Under the airline's proposal, new hires would receive defined-contribution pension plans instead of the defined-benefit plans employees currently earn.

Defined-benefit plans are designed to provide retirees with a predictable income, but they expose the airline to additional costs if the pension fund's assets aren't able to pay for the benefits.

With defined-contribution plans, the airline's contribution is limited to a set, negotiated amount and payouts to retirees depend on the performance of the underlying investments.

The union also contends the airline wants to make massive changes to the plan for existing members that it says would gut their pensions.

The strike notice was not unexpected as the union threatened Thursday it would resort to job action if there wasn't movement at the bargaining table.

The prospect of a strike has prompted some passengers to express concern about their travel plans.

But Air Canada said in a news release if there is job action, it has a contingency plan to continue operating a full schedule and minimize the impact on customers.
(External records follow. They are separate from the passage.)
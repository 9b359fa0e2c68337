use std::collections::BTreeMap;

use serde::ser::SerializeMap;
use serde::{Serialize, Serializer};
use serde_json::Value;

use crate::coefficients::as_float;
use crate::error::ConfigError;
use crate::record::Metric;

/// Operator-supplied metric values that replace the measured value on every
/// record of a run.
#[derive(Debug, Clone, Default, PartialEq)]
pub struct OverrideSet {
    values: BTreeMap<Metric, f64>,
}

impl OverrideSet {
    pub fn new() -> Self {
        Self::default()
    }

    #[must_use]
    pub fn with(mut self, metric: Metric, value: f64) -> Self {
        self.values.insert(metric, value);
        self
    }

    pub fn get(&self, metric: Metric) -> Option<f64> {
        self.values.get(&metric).copied()
    }

    pub fn is_empty(&self) -> bool {
        self.values.is_empty()
    }

    pub fn len(&self) -> usize {
        self.values.len()
    }

    pub fn from_value(value: &Value) -> Result<Self, ConfigError> {
        let Value::Object(map) = value else {
            return Err(ConfigError::NotAnObject {
                what: "overrides",
                got: value.to_string(),
            });
        };
        let mut out = Self::new();
        for (name, raw) in map {
            let metric = name.parse::<Metric>()?;
            out.values.insert(metric, as_float(name, raw)?);
        }
        Ok(out)
    }
}

impl Serialize for OverrideSet {
    fn serialize<S: Serializer>(&self, serializer: S) -> Result<S::Ok, S::Error> {
        let mut map = serializer.serialize_map(Some(self.values.len()))?;
        for (metric, value) in &self.values {
            map.serialize_entry(metric.as_str(), value)?;
        }
        map.end()
    }
}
"Air Canada is firmly committed to negotiating a new contract with the CAW and avoiding strike action," Duncan Dee, the airline's chief operating officer, said in the release.

"However, should this not be possible, Air Canada has contingency plans in place to operate a full schedule and all bookings will be honoured."

The airline statement also urged customers to familiarize themselves prior to travel with the self-service check-in and booking tools available at the airline's website.

Air Canada faces other labour problems.

Last Monday, the Canadian Union of Public Employees -- which represents 6,800 Air Canada flight attendants -- asked for a federal conciliator to assist in its contract talks with the airline.

Air Canada was forced into creditor protection from April 2003 to September 2004, due in part to the cost of dealing with the company's pension deficit.

The company's unions agreed to accept numerous concessions worth billions to help the company to survive, but they insisted their defined-benefit pension plans be saved.